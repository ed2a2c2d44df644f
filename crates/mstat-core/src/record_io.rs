//! Record codec: fixed-width encode/decode of one sample, driven by a
//! file's stored schema order.
//!
//! The stored order is authoritative. Decoding walks the schema the file
//! declares, never a compiled-in field order, so a log written with a
//! permuted or extended schema still reads correctly by name.

use std::io::{Read, Write};

use mstat_error::{MstatError, Result};
use mstat_types::{FieldId, Record, Schema};

/// On-disk width in bytes of the named field's value.
///
/// `pid` is the one 4-byte field; every other value, including names this
/// build does not recognize, occupies 8 bytes.
#[must_use]
pub fn width_of(name: &str) -> usize {
    FieldId::from_name(name).map_or(8, FieldId::width)
}

/// Serialize `record` to `sink`, one write per field, in `schema` order.
///
/// Fails at the first field that cannot be fully written; the sink is
/// then left with a partial record appended (no rollback). A schema name
/// with no known width cannot be encoded and yields
/// [`MstatError::UnknownField`] before anything is written for it.
pub fn write_record<W: Write>(sink: &mut W, schema: &Schema, record: &Record) -> Result<()> {
    for name in schema.names() {
        let Some(id) = FieldId::from_name(name) else {
            return Err(MstatError::unknown_field(name));
        };
        match id {
            FieldId::Pid => sink.write_all(&record.pid.to_le_bytes())?,
            FieldId::Timestamp => sink.write_all(&record.timestamp.to_le_bytes())?,
            _ => sink.write_all(&record.raw_bits(id).to_le_bytes())?,
        }
    }
    Ok(())
}

/// Decode one record from `source` into `record`, in `schema` order.
///
/// Returns `Ok(true)` on a full decode and `Ok(false)` once the stream
/// holds no further complete record — clean end-of-stream, or a short
/// tail partway through a record (a writer may still be appending it).
/// `Err` is reserved for real I/O faults. Values are taken bit-for-bit;
/// no per-field range validation is applied. Fields stored in the file
/// but unknown to this build are skipped over by their width.
pub fn read_record<R: Read>(source: &mut R, schema: &Schema, record: &mut Record) -> Result<bool> {
    for name in schema.names() {
        let width = width_of(name);
        let mut buf = [0u8; 8];
        if read_full(source, &mut buf[..width])? < width {
            return Ok(false);
        }
        match FieldId::from_name(name) {
            Some(FieldId::Pid) => {
                record.pid = u32::from_le_bytes([buf[0], buf[1], buf[2], buf[3]]);
            }
            Some(id) => record.set_raw_bits(id, u64::from_le_bytes(buf)),
            None => {}
        }
    }
    Ok(true)
}

/// Fill `buf` as far as the stream allows, returning the bytes read.
///
/// Unlike `read_exact`, a short read here is an answer, not an error.
fn read_full<R: Read>(source: &mut R, buf: &mut [u8]) -> std::io::Result<usize> {
    let mut filled = 0;
    while filled < buf.len() {
        match source.read(&mut buf[filled..]) {
            Ok(0) => break,
            Ok(n) => filled += n,
            Err(e) if e.kind() == std::io::ErrorKind::Interrupted => {}
            Err(e) => return Err(e),
        }
    }
    Ok(filled)
}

=-=-=-=-=

## Your task
An exact, line-for-line copy is required: from the line containing "Ok(n) => filled" through the final line of the listing above, both included, with nothing else.

## Solution to the problem
            Ok(n) => filled += n,
            Err(e) if e.kind() == std::io::ErrorKind::Interrupted => {}
            Err(e) => return Err(e),
        }
    }
    Ok(filled)
}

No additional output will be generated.